When people started plugging into the World Wide Web in the early 1990s, the vast universe of potential applications for online technology became clear—even if we weren’t exactly sure what form they would eventually take. Hooking up the modem to chat with Yankees fans or car collectors around the world was a sign of cool things to come; yet, our digital lives essentially ended there.
Two decades later, consumer behavior continues to change, and the options to procure goods and services have mirrored those behavioral changes. Today, an online presence is vital to participate in our global system of commerce. That applies to both buyers and sellers. Websites and apps provide more than just information or channels of communication.
The Department of Commerce estimated that in the third quarter of 2016, U.S. e-commerce retail sales totaled $101.3 billion. That marked an increase of 4 percent from the previous quarter and a gain of nearly 16 percent from the same period in 2015. E-commerce as a selection tool and distribution system will continue to play a larger and larger role in the business plans of nearly all retailers (and vice versa – bricks-and-mortar alternatives will play a larger role in companies that previously had no such option). Whereas the Commerce Department data show that e-commerce sales accounted for roughly 2.5 percent of all retail sales at the start of 2006, that share had climbed to approximately 8.5 percent as of the third quarter of 2016—hardly the end of shopping as we know it, but critical to address and incorporate into every business plan.
The effect of changing consumer behavior on the business of retail continues to grow and shows no signs of slowing. Experience is more important than ever before, demands for continually higher service levels that weren’t even possible some years back are vital for shopping center owners to consider, and retailers of all types search for the magic formula to identify and then satisfy increasingly fickle customers.
Some major brands have disappeared. Others are still working to figure out exactly where they fit in the new landscape. A few have settled on business plans that work particularly well, and that’s encouraging.

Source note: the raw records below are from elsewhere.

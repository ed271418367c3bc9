//! Generic binary-operator folds

use serde::Serialize;

use crate::ops::BinaryOp;
use crate::traits::{Accumulator, Tally};
use crate::Result;

/// Result record for [`Fold`]
#[derive(Debug, Clone, Copy, PartialEq, Serialize)]
pub struct FoldStat {
    /// Field-name tag chosen at construction
    pub name: &'static str,
    /// Folded value
    pub value: f64,
    /// Number of accepted values
    pub count: u64,
}

/// Binary-operator fold over a caller-supplied seed
///
/// # Caller obligation
///
/// Merging partial folds computes `op(self.value, other.value)`, which only
/// equals the single-pass result when `op` is associative and commutative
/// (min, max, sum, product, ...). A non-associative operator such as
/// subtraction gives partition-dependent results; the fold does not verify
/// this property. For partitioned use the seed must also be the operator's
/// identity, since every partial fold starts from it.
#[derive(Debug, Clone)]
pub struct Fold<O: BinaryOp> {
    op: O,
    value: f64,
    label: &'static str,
    tally: Tally,
}

impl<O: BinaryOp> Fold<O> {
    /// Field name used when no label is given
    pub const DEFAULT_LABEL: &'static str = "value";

    /// Fold `op` starting from `seed`
    pub fn new(op: O, seed: f64) -> Self {
        Self::labeled(op, seed, Self::DEFAULT_LABEL)
    }

    /// Fold whose result record reports under `label`
    pub fn labeled(op: O, seed: f64, label: &'static str) -> Self {
        Self {
            op,
            value: seed,
            label,
            tally: Tally::default(),
        }
    }
}

impl<O: BinaryOp> Accumulator for Fold<O> {
    type Output = FoldStat;

    fn accept(&mut self, value: f64) {
        self.value = self.op.apply(self.value, value);
        self.tally.record();
    }

    fn merge(&mut self, other: Self) -> Result<()> {
        self.value = self.op.apply(self.value, other.value);
        self.tally.absorb(other.tally);
        Ok(())
    }

    fn finalize(&self) -> FoldStat {
        FoldStat {
            name: self.label,
            value: self.value,
            count: self.tally.get(),
        }
    }

    fn count(&self) -> u64 {
        self.tally.get()
    }
}
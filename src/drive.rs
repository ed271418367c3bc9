//! Sequential drive loop feeding a source subrange into an accumulator
//!
//! Purely sequential, single-pass traversal with no internal parallelism:
//! an external driver partitions a sequence into disjoint subranges, runs
//! one of these loops per subrange, and merges the returned accumulators.

use log::trace;

use crate::ops::Predicate;
use crate::source::Source;
use crate::traits::Accumulator;
use crate::Result;

/// Reduce `source[offset .. offset + len]` into `acc`
///
/// Read failures propagate unchanged. The accumulator is returned by value
/// for chaining and merging.
pub fn consume<S, A>(source: &S, offset: usize, len: usize, mut acc: A) -> Result<A>
where
    S: Source + ?Sized,
    A: Accumulator,
{
    for i in 0..len {
        acc.accept(source.read(offset + i)?);
    }
    trace!("consumed {len} values at offset {offset}");
    Ok(acc)
}

/// Like [`consume`], but only values satisfying `predicate` are accepted
pub fn consume_if<S, A, P>(
    source: &S,
    offset: usize,
    len: usize,
    mut acc: A,
    predicate: &P,
) -> Result<A>
where
    S: Source + ?Sized,
    A: Accumulator,
    P: Predicate + ?Sized,
{
    let mut kept = 0usize;
    for i in 0..len {
        let value = source.read(offset + i)?;
        if predicate.test(value) {
            acc.accept(value);
            kept += 1;
        }
    }
    trace!("consumed {kept} of {len} values at offset {offset}");
    Ok(acc)
}
//! Plain and transformed sums

use serde::Serialize;

use crate::ops::UnaryOp;
use crate::traits::{Accumulator, Tally};
use crate::Result;

/// Result record for [`Sum`] and [`MappedSum`]
#[derive(Debug, Clone, Copy, PartialEq, Serialize)]
pub struct SumStat {
    /// Sum of all accepted values
    pub sum: f64,
    /// Number of accepted values
    pub count: u64,
}

impl SumStat {
    /// Arithmetic mean of the accepted values; NaN for an empty population
    ///
    /// This is the pass-one result fed to
    /// [`CentralMoments::new`](crate::CentralMoments::new) in a two-pass
    /// moment computation.
    pub fn mean(&self) -> f64 {
        if self.count == 0 {
            f64::NAN
        } else {
            self.sum / self.count as f64
        }
    }
}

/// Running sum
#[derive(Debug, Clone, Default)]
pub struct Sum {
    total: f64,
    tally: Tally,
}

impl Sum {
    /// Create an empty sum
    pub fn new() -> Self {
        Self::default()
    }
}

impl Accumulator for Sum {
    type Output = SumStat;

    fn accept(&mut self, value: f64) {
        self.total += value;
        self.tally.record();
    }

    fn merge(&mut self, other: Self) -> Result<()> {
        self.total += other.total;
        self.tally.absorb(other.tally);
        Ok(())
    }

    fn finalize(&self) -> SumStat {
        SumStat {
            sum: self.total,
            count: self.tally.get(),
        }
    }

    fn count(&self) -> u64 {
        self.tally.get()
    }
}

/// Sum of `op(v)` for each accepted `v`
///
/// A specialization of [`Sum`], not a distinct metric kind: the result is
/// the same [`SumStat`] shape.
#[derive(Debug, Clone)]
pub struct MappedSum<O: UnaryOp> {
    op: O,
    inner: Sum,
}

impl<O: UnaryOp> MappedSum<O> {
    /// Create an empty transformed sum over `op`
    pub fn new(op: O) -> Self {
        Self {
            op,
            inner: Sum::new(),
        }
    }
}

impl<O: UnaryOp> Accumulator for MappedSum<O> {
    type Output = SumStat;

    fn accept(&mut self, value: f64) {
        self.inner.accept(self.op.apply(value));
    }

    fn merge(&mut self, other: Self) -> Result<()> {
        self.inner.merge(other.inner)
    }

    fn finalize(&self) -> SumStat {
        self.inner.finalize()
    }

    fn count(&self) -> u64 {
        self.inner.count()
    }
}

#[cfg(test)]
mod tests {
    use super::*;
    use approx::assert_relative_eq;

    #[test]
    fn test_sum() {
        let mut sum = Sum::new();
        for v in [1.0, 2.0, 3.0, 4.0] {
            sum.accept(v);
        }

        let stat = sum.finalize();
        assert_eq!(stat.sum, 10.0);
        assert_eq!(stat.count, 4);
    }

    #[test]
    fn test_empty_sum_identity() {
        let stat = Sum::new().finalize();
        assert_eq!(stat.sum, 0.0);
        assert_eq!(stat.count, 0);
        assert!(stat.mean().is_nan());
    }

    #[test]
    fn test_merge_matches_single_pass() {
        let values = [0.5, -2.0, 7.25, 3.0, 1.0];

        let mut whole = Sum::new();
        for &v in &values {
            whole.accept(v);
        }

        let mut left = Sum::new();
        let mut right = Sum::new();
        for &v in &values[..2] {
            left.accept(v);
        }
        for &v in &values[2..] {
            right.accept(v);
        }
        left.merge(right).unwrap();

        assert_relative_eq!(left.finalize().sum, whole.finalize().sum, epsilon = 1e-9);
        assert_eq!(left.count(), whole.count());
    }

    #[test]
    fn test_mean_helper() {
        let mut sum = Sum::new();
        for v in [1.0, 2.0, 3.0] {
            sum.accept(v);
        }
        assert_relative_eq!(sum.finalize().mean(), 2.0);
    }

    #[test]
    fn test_mapped_sum_applies_operator() {
        let mut squares = MappedSum::new(|v: f64| v * v);
        for v in [1.0, 2.0, 3.0] {
            squares.accept(v);
        }

        let stat = squares.finalize();
        assert_eq!(stat.sum, 14.0);
        assert_eq!(stat.count, 3);
    }

    #[test]
    fn test_mapped_sum_merge() {
        let abs = |v: f64| v.abs();

        let mut left = MappedSum::new(abs);
        let mut right = MappedSum::new(abs);
        left.accept(-1.0);
        right.accept(-2.0);
        left.merge(right).unwrap();

        assert_eq!(left.finalize().sum, 3.0);
    }
}
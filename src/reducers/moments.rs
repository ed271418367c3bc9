//! Central moments about a fixed, precomputed mean
//!
//! Second pass of the classic two-pass moment algorithm: pass one computes
//! the arithmetic mean of the full population (for example via [`Sum`] and
//! [`SumStat::mean`]), pass two accumulates powers of deviations from that
//! fixed mean. Partial accumulators merge by plain addition, which is only
//! sound when every partial was built about the same mean; the merge is
//! guarded accordingly.
//!
//! [`Sum`]: crate::Sum
//! [`SumStat::mean`]: crate::SumStat::mean

use serde::Serialize;

use crate::traits::{Accumulator, Tally};
use crate::{Error, Result};

/// Result record for [`CentralMoments`]
///
/// These are raw central moment sums `Σ (v - mean)^k`, not normalized:
/// divide by `count` (or `count - 1`) for variance-style statistics, or use
/// the projection helpers below.
#[derive(Debug, Clone, Copy, Serialize)]
pub struct MomentsStat {
    /// Sum of squared deviations
    pub moment2: f64,
    /// Sum of cubed deviations
    pub moment3: f64,
    /// Sum of fourth-power deviations
    pub moment4: f64,
    /// Number of accepted values
    pub count: u64,
}

impl MomentsStat {
    /// Population variance; NaN for an empty population
    pub fn variance(&self) -> f64 {
        if self.count == 0 {
            f64::NAN
        } else {
            self.moment2 / self.count as f64
        }
    }

    /// Unbiased sample variance (Bessel's correction); NaN below two values
    pub fn sample_variance(&self) -> f64 {
        if self.count < 2 {
            f64::NAN
        } else {
            self.moment2 / (self.count - 1) as f64
        }
    }

    /// Population skewness; NaN for an empty population, 0 for one with no
    /// spread
    pub fn skewness(&self) -> f64 {
        if self.count == 0 {
            return f64::NAN;
        }
        let n = self.count as f64;
        let variance = self.moment2 / n;
        if variance == 0.0 {
            return 0.0;
        }
        (self.moment3 / n) / variance.powf(1.5)
    }

    /// Excess kurtosis; NaN for an empty population, 0 for one with no
    /// spread
    pub fn kurtosis(&self) -> f64 {
        if self.count == 0 {
            return f64::NAN;
        }
        let n = self.count as f64;
        let variance = self.moment2 / n;
        if variance == 0.0 {
            return 0.0;
        }
        (self.moment4 / n) / (variance * variance) - 3.0
    }
}

/// Central moments (2nd–4th order) about a fixed mean
///
/// # Example
///
/// ```
/// use scalar_reduce::{consume, Accumulator, CentralMoments, Sum};
///
/// let data = vec![1.0, 2.0, 3.0];
///
/// // Pass one: the mean over the full population.
/// let mean = consume(&data, 0, 3, Sum::new())?.finalize().mean();
///
/// // Pass two: deviations from that fixed mean.
/// let moments = consume(&data, 0, 3, CentralMoments::new(mean))?.finalize();
/// assert_eq!(moments.moment2, 2.0);
/// assert_eq!(moments.moment3, 0.0);
/// assert_eq!(moments.moment4, 2.0);
/// # Ok::<(), scalar_reduce::Error>(())
/// ```
#[derive(Debug, Clone)]
pub struct CentralMoments {
    mean: f64,
    m2: f64,
    m3: f64,
    m4: f64,
    tally: Tally,
}

impl CentralMoments {
    /// Create an empty accumulator of deviations about `mean`
    ///
    /// Every partial accumulator of one partitioned computation must be
    /// constructed with the same pass-one mean; [`merge`](Accumulator::merge)
    /// rejects siblings built about a different one.
    pub fn new(mean: f64) -> Self {
        Self {
            mean,
            m2: 0.0,
            m3: 0.0,
            m4: 0.0,
            tally: Tally::default(),
        }
    }

    /// The fixed mean this accumulator deviates from
    pub fn mean(&self) -> f64 {
        self.mean
    }
}

impl Accumulator for CentralMoments {
    type Output = MomentsStat;

    fn accept(&mut self, value: f64) {
        let d = value - self.mean;
        let d2 = d * d;
        self.m2 += d2;
        let d3 = d2 * d;
        self.m3 += d3;
        self.m4 += d3 * d;
        self.tally.record();
    }

    fn merge(&mut self, other: Self) -> Result<()> {
        // Bitwise comparison: both sides of a two-pass computation share the
        // one pass-one result, so equality is exact, not a tolerance question.
        if self.mean.to_bits() != other.mean.to_bits() {
            return Err(Error::mean_mismatch(self.mean, other.mean));
        }
        self.m2 += other.m2;
        self.m3 += other.m3;
        self.m4 += other.m4;
        self.tally.absorb(other.tally);
        Ok(())
    }

    fn finalize(&self) -> MomentsStat {
        MomentsStat {
            moment2: self.m2,
            moment3: self.m3,
            moment4: self.m4,
            count: self.tally.get(),
        }
    }

    fn count(&self) -> u64 {
        self.tally.get()
    }
}

#[cfg(test)]
mod tests {
    use super::*;
    use approx::assert_relative_eq;

    #[test]
    fn test_moments_about_known_mean() {
        let mut acc = CentralMoments::new(2.0);
        for v in [1.0, 2.0, 3.0] {
            acc.accept(v);
        }

        // Deviations are [-1, 0, 1].
        let stat = acc.finalize();
        assert_relative_eq!(stat.moment2, 2.0);
        assert_relative_eq!(stat.moment3, 0.0);
        assert_relative_eq!(stat.moment4, 2.0);
        assert_eq!(stat.count, 3);
    }

    #[test]
    fn test_empty_moments_are_zero() {
        let stat = CentralMoments::new(5.0).finalize();

        assert_eq!(stat.moment2, 0.0);
        assert_eq!(stat.moment3, 0.0);
        assert_eq!(stat.moment4, 0.0);
        assert_eq!(stat.count, 0);
        assert!(stat.variance().is_nan());
    }

    #[test]
    fn test_same_mean_merge_matches_single_pass() {
        let values = [1.0, 4.0, 2.5, 6.0, -3.0];
        let mean = values.iter().sum::<f64>() / values.len() as f64;

        let mut whole = CentralMoments::new(mean);
        for &v in &values {
            whole.accept(v);
        }

        let mut left = CentralMoments::new(mean);
        let mut right = CentralMoments::new(mean);
        for &v in &values[..2] {
            left.accept(v);
        }
        for &v in &values[2..] {
            right.accept(v);
        }
        left.merge(right).unwrap();

        let merged = left.finalize();
        let single = whole.finalize();
        assert_relative_eq!(merged.moment2, single.moment2, epsilon = 1e-9);
        assert_relative_eq!(merged.moment3, single.moment3, epsilon = 1e-9);
        assert_relative_eq!(merged.moment4, single.moment4, epsilon = 1e-9);
        assert_eq!(merged.count, single.count);
    }

    #[test]
    fn test_mismatched_mean_merge_is_rejected() {
        let mut left = CentralMoments::new(2.0);
        let right = CentralMoments::new(2.5);

        match left.merge(right) {
            Err(Error::MeanMismatch { left, right }) => {
                assert_eq!(left, 2.0);
                assert_eq!(right, 2.5);
            }
            other => panic!("expected MeanMismatch, got {other:?}"),
        }
    }

    #[test]
    fn test_variance_projections() {
        // [2, 4, 4, 4, 5, 5, 7, 9]: mean 5, population variance 4.
        let values = [2.0, 4.0, 4.0, 4.0, 5.0, 5.0, 7.0, 9.0];
        let mut acc = CentralMoments::new(5.0);
        for &v in &values {
            acc.accept(v);
        }

        let stat = acc.finalize();
        assert_relative_eq!(stat.variance(), 4.0);
        assert_relative_eq!(stat.sample_variance(), 32.0 / 7.0);
    }

    #[test]
    fn test_skewness_of_symmetric_data_is_zero() {
        let mut acc = CentralMoments::new(0.0);
        for v in [-2.0, -1.0, 0.0, 1.0, 2.0] {
            acc.accept(v);
        }

        let stat = acc.finalize();
        assert_relative_eq!(stat.skewness(), 0.0);
        assert!(stat.kurtosis().is_finite());
    }

    #[test]
    fn test_zero_spread_projections() {
        let mut acc = CentralMoments::new(3.0);
        for _ in 0..4 {
            acc.accept(3.0);
        }

        let stat = acc.finalize();
        assert_eq!(stat.skewness(), 0.0);
        assert_eq!(stat.kurtosis(), 0.0);
    }
}
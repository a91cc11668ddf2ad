use wasm_bindgen::prelude::wasm_bindgen;

pub mod access;
mod api;
mod components;
pub mod config;
mod pages;
mod router;
mod state;
pub mod utils;

#[cfg(test)]
mod test_support;

#[wasm_bindgen(start)]
pub fn start() {
    console_error_panic_hook::set_once();
    let level = if cfg!(debug_assertions) {
        log::Level::Debug
    } else {
        log::Level::Info
    };
    if let Err(err) = console_log::init_with_level(level) {
        web_sys::console::error_1(&format!("logger init failed: {}", err).into());
    }
    log::info!("starting estate admin frontend");

    // The access policy is read once at mount, so config resolves first.
    wasm_bindgen_futures::spawn_local(async move {
        config::init().await;
        log::debug!("runtime config initialized");
        router::mount_app();
    });
}
use crate::{api::ApiError, components::error::InlineErrorMessage};
use leptos::{ev::SubmitEvent, *};

const INPUT_CLASS: &str = "appearance-none relative block w-full px-3 py-2 border border-border placeholder-fg-muted text-fg bg-surface focus:outline-none focus:ring-action-primary-bg focus:border-action-primary-bg focus:z-10 sm:text-sm";

#[component]
pub fn LoginForm(
    mobile: RwSignal<String>,
    password: RwSignal<String>,
    error: Signal<Option<ApiError>>,
    pending: Signal<bool>,
    on_submit: Callback<SubmitEvent>,
) -> impl IntoView {
    view! {
        <div class="min-h-screen flex items-center justify-center bg-surface py-12 px-4 sm:px-6 lg:px-8">
            <div class="max-w-md w-full space-y-8">
                <div>
                    <h2 class="mt-6 text-center text-3xl font-extrabold text-fg">"Sign in to Estate Admin"</h2>
                    <p class="mt-2 text-center text-sm text-fg-muted">"Use your registered mobile number"</p>
                </div>
                <form class="mt-8 space-y-6" on:submit=move |ev| on_submit.call(ev)>
                    <div class="rounded-md shadow-sm -space-y-px">
                        <div>
                            <label for="mobile" class="sr-only">"Mobile number"</label>
                            <input
                                id="mobile"
                                name="mobile"
                                type="tel"
                                inputmode="numeric"
                                maxlength="10"
                                autocomplete="tel"
                                class=format!("{} rounded-t-md", INPUT_CLASS)
                                placeholder="Mobile number"
                                prop:value=move || mobile.get()
                                on:input=move |ev| mobile.set(event_target_value(&ev))
                            />
                        </div>
                        <div>
                            <label for="password" class="sr-only">"Password"</label>
                            <input
                                id="password"
                                name="password"
                                type="password"
                                autocomplete="current-password"
                                class=format!("{} rounded-b-md", INPUT_CLASS)
                                placeholder="Password"
                                prop:value=move || password.get()
                                on:input=move |ev| password.set(event_target_value(&ev))
                            />
                        </div>
                    </div>

                    <InlineErrorMessage error=error />

                    <button
                        type="submit"
                        disabled=move || pending.get()
                        class="group relative w-full flex justify-center py-2 px-4 border border-transparent text-sm font-medium rounded-md text-action-primary-text bg-action-primary-bg hover:bg-action-primary-bg-hover disabled:opacity-50"
                    >
                        {move || if pending.get() { "Signing in..." } else { "Sign in" }}
                    </button>
                </form>
            </div>
        </div>
    }
}
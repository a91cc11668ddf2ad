pub mod components;
pub mod layout;
pub mod panel;
pub mod repository;
pub mod utils;
pub mod view_model;

pub use panel::DashboardPage;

Like all bricks-and-mortar retail companies, Federal Realty Investment Trust (NYSE: FRT) is committed to adapting along with those retailers. The right location still works as the best hedge in creating demand that exceeds supply. Not an easy feat today. There is far more retail leasable space per capita in the United States than in nearly every major country. Particular real estate locations need to be compelling.
But it’s more than that. Flexibility in format and in the merchandising of shopping centers through a relevant tenant mix are factors that are more important than ever, particularly in a macro environment where supply arguably exceeds demand and where retailers are experimenting with the perfect number, size and shape of their bricks-and-mortar offerings.
The changing landscape in the retail industry will reward the retail real estate companies that identify and court tenants positioning themselves for relevance in their vision of 2020 and 2025, not the 1990s. Retail real estate companies that thrive in this omnichannel environment will recognize that the investments they are making right now—in terms of both time and capital—will determine whether they’ll be able to grow their rents in the decades to come.
Don Wood is president and CEO of retail REIT Federal Realty Investment Trust. He was the 2012 NAREIT Chair.